**What you have to do:** Looking at the records below, say how many lines include "Closed", and add nothing else.

**Input material:**
↓↓↓

//! Durable session store and its change feed.
//!
//! The store is a plain upsert-by-learner table. Every successful upsert is
//! announced to subscribers of that learner; delivery is at-least-once and
//! unordered as far as consumers are concerned, so readers compare
//! `updatedAt` themselves.

use std::collections::HashMap;
use std::sync::atomic::{AtomicBool, AtomicU64, Ordering};
use std::sync::{Arc, Mutex};

use serde::{Deserialize, Serialize};
use tokio::sync::broadcast;
use tokio::sync::broadcast::error::{RecvError, TryRecvError};

use super::ids::LearnerId;
use crate::error::StoreError;
use crate::storage::Database;
use crate::timer::SessionState;

/// One learner's row in the durable store.
#[derive(Debug, Clone, PartialEq, Serialize, Deserialize)]
#[serde(rename_all = "camelCase")]
pub struct SessionRecord {
    pub learner_id: LearnerId,
    #[serde(flatten)]
    pub state: SessionState,
}

impl SessionRecord {
    pub fn new(learner_id: LearnerId, state: SessionState) -> Self {
        Self { learner_id, state }
    }
}

/// Durable, cross-device storage for session records.
pub trait SessionStore: Send + Sync {
    /// Point query, used on attach.
    fn fetch(&self, learner: &LearnerId) -> Result<Option<SessionRecord>, StoreError>;

    /// Insert or replace the learner's record and notify subscribers.
    fn upsert(&self, record: &SessionRecord) -> Result<(), StoreError>;

    /// Change feed for one learner.
    fn subscribe(&self, learner: &LearnerId) -> ChangeFeed;
}

/// Fan-out of upserted records to in-process subscribers.
#[derive(Debug, Clone)]
struct Notifier {
    tx: broadcast::Sender<SessionRecord>,
}

impl Notifier {
    fn new(capacity: usize) -> Self {
        let (tx, _) = broadcast::channel(capacity.max(1));
        Self { tx }
    }

    fn notify(&self, record: &SessionRecord) {
        // Nobody listening is fine.
        let _ = self.tx.send(record.clone());
    }

    fn subscribe(&self, learner: &LearnerId) -> ChangeFeed {
        ChangeFeed {
            learner: learner.clone(),
            rx: self.tx.subscribe(),
        }
    }
}

/// Records written for one learner, as they happen.
#[derive(Debug)]
pub struct ChangeFeed {
    learner: LearnerId,
    rx: broadcast::Receiver<SessionRecord>,
}

impl ChangeFeed {
    pub fn learner(&self) -> &LearnerId {
        &self.learner
    }

    /// Next pending change, without waiting.
    pub fn try_next(&mut self) -> Option<SessionRecord> {
        loop {
            match self.rx.try_recv() {
                Ok(record) if record.learner_id == self.learner => return Some(record),
                Ok(_) => continue,
                Err(TryRecvError::Lagged(skipped)) => {
                    tracing::warn!(learner = %self.learner, skipped, "change feed lagged");
                }
                Err(TryRecvError::Empty) | Err(TryRecvError::Closed) => return None,
            }
        }
    }

    /// Wait for the next change. `None` once the store is gone.
    pub async fn next(&mut self) -> Option<SessionRecord> {
        loop {
            match self.rx.recv().await {
                Ok(record) if record.learner_id == self.learner => return Some(record),
                Ok(_) => continue,
                Err(RecvError::Lagged(skipped)) => {
                    tracing::warn!(learner = %self.learner, skipped, "change feed lagged");
                }
                Err(RecvError::Closed) => return None,
            }
        }
    }
}

/// In-process store. Shared by cloning the `Arc` it lives in.
///
/// Can be switched offline to exercise transport failures.
#[derive(Debug)]
pub struct MemoryStore {
    records: Mutex<HashMap<LearnerId, SessionRecord>>,
    notifier: Notifier,
    available: AtomicBool,
    writes: AtomicU64,
}

impl MemoryStore {
    pub fn new() -> Self {
        Self {
            records: Mutex::new(HashMap::new()),
            notifier: Notifier::new(256),
            available: AtomicBool::new(true),
            writes: AtomicU64::new(0),
        }
    }

    /// Simulate the store going offline (`false`) or coming back (`true`).
    pub fn set_available(&self, available: bool) {
        self.available.store(available, Ordering::SeqCst);
    }

    /// Successful upserts so far.
    pub fn write_count(&self) -> u64 {
        self.writes.load(Ordering::SeqCst)
    }

    fn check_available(&self) -> Result<(), StoreError> {
        if self.available.load(Ordering::SeqCst) {
            Ok(())
        } else {
            Err(StoreError::Unavailable("memory store offline".into()))
        }
    }
}

impl Default for MemoryStore {
    fn default() -> Self {
        Self::new()
    }
}

impl SessionStore for MemoryStore {
    fn fetch(&self, learner: &LearnerId) -> Result<Option<SessionRecord>, StoreError> {
        self.check_available()?;
        let records = self.records.lock().unwrap_or_else(|e| e.into_inner());
        Ok(records.get(learner).cloned())
    }

    fn upsert(&self, record: &SessionRecord) -> Result<(), StoreError> {
        self.check_available()?;
        self.records
            .lock()
            .unwrap_or_else(|e| e.into_inner())
            .insert(record.learner_id.clone(), record.clone());
        self.writes.fetch_add(1, Ordering::SeqCst);
        self.notifier.notify(record);
        Ok(())
    }

    fn subscribe(&self, learner: &LearnerId) -> ChangeFeed {
        self.notifier.subscribe(learner)
    }
}

/// SQLite-backed store. Change notifications reach subscribers in the same
/// process; other processes see new records on their next point query.
pub struct SqliteStore {
    db: Mutex<Database>,
    notifier: Notifier,
}

impl SqliteStore {
    pub fn new(db: Database) -> Self {
        Self {
            db: Mutex::new(db),
            notifier: Notifier::new(256),
        }
    }
}

impl std::fmt::Debug for SqliteStore {
    fn fmt(&self, f: &mut std::fmt::Formatter<'_>) -> std::fmt::Result {
        f.debug_struct("SqliteStore").finish_non_exhaustive()
    }
}

impl SessionStore for SqliteStore {
    fn fetch(&self, learner: &LearnerId) -> Result<Option<SessionRecord>, StoreError> {
        let row = {
            let db = self.db.lock().unwrap_or_else(|e| e.into_inner());
            db.load_session(learner.as_str())?
        };
        row.map(|row| serde_json::from_str::<SessionRecord>(&row.record_json))
            .transpose()
            .map_err(StoreError::from)
    }

    fn upsert(&self, record: &SessionRecord) -> Result<(), StoreError> {
        let json = serde_json::to_string(record)?;
        {
            let db = self.db.lock().unwrap_or_else(|e| e.into_inner());
            db.upsert_session(record.learner_id.as_str(), &json, record.state.updated_at)?;
        }
        self.notifier.notify(record);
        Ok(())
    }

    fn subscribe(&self, learner: &LearnerId) -> ChangeFeed {
        self.notifier.subscribe(learner)
    }
}

/// Shared handle used by contexts.
pub type SharedStore = Arc<dyn SessionStore>;

#[cfg(test)]
mod tests {
    use super::*;
    use crate::timer::Settings;
    use chrono::{TimeZone, Utc};

    fn learner(name: &str) -> LearnerId {
        LearnerId::new(name).unwrap()
    }

    fn record(name: &str, remaining: u64) -> SessionRecord {
        let at = Utc.with_ymd_and_hms(2026, 3, 2, 9, 0, 0).unwrap();
        let mut state = SessionState::new(Settings::default(), at);
        state.remaining_seconds = remaining;
        SessionRecord::new(learner(name), state)
    }

    #[test]
    fn memory_store_upsert_and_fetch() {
        let store = MemoryStore::new();
        assert!(store.fetch(&learner("ada")).unwrap().is_none());
        store.upsert(&record("ada", 100)).unwrap();
        store.upsert(&record("ada", 90)).unwrap();
        let got = store.fetch(&learner("ada")).unwrap().unwrap();
        assert_eq!(got.state.remaining_seconds, 90);
        assert_eq!(store.write_count(), 2);
    }

    #[test]
    fn feed_is_keyed_by_learner() {
        let store = MemoryStore::new();
        let mut ada = store.subscribe(&learner("ada"));
        store.upsert(&record("grace", 1)).unwrap();
        store.upsert(&record("ada", 2)).unwrap();
        assert_eq!(ada.try_next().map(|r| r.state.remaining_seconds), Some(2));
        assert!(ada.try_next().is_none());
    }

    #[test]
    fn offline_store_fails_without_side_effects() {
        let store = MemoryStore::new();
        let mut feed = store.subscribe(&learner("ada"));
        store.set_available(false);
        assert!(matches!(
            store.upsert(&record("ada", 5)),
            Err(StoreError::Unavailable(_))
        ));
        assert!(feed.try_next().is_none());
        store.set_available(true);
        assert!(store.fetch(&learner("ada")).unwrap().is_none());
    }

    #[test]
    fn record_wire_format_is_flat() {
        let json = serde_json::to_value(record("ada", 42)).unwrap();
        assert_eq!(json["learnerId"], "ada");
        assert_eq!(json["remainingSeconds"], 42);
        assert!(json.get("state").is_none());
    }

    #[test]
    fn sqlite_store_roundtrip_and_notify() {
        let store = SqliteStore::new(Database::open_memory().unwrap());
        let mut feed = store.subscribe(&learner("ada"));
        store.upsert(&record("ada", 77)).unwrap();
        let fetched = store.fetch(&learner("ada")).unwrap().unwrap();
        assert_eq!(fetched, record("ada", 77));
        assert_eq!(feed.try_next(), Some(record("ada", 77)));
    }
}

↑↑↑

**Answer to this problem:** 2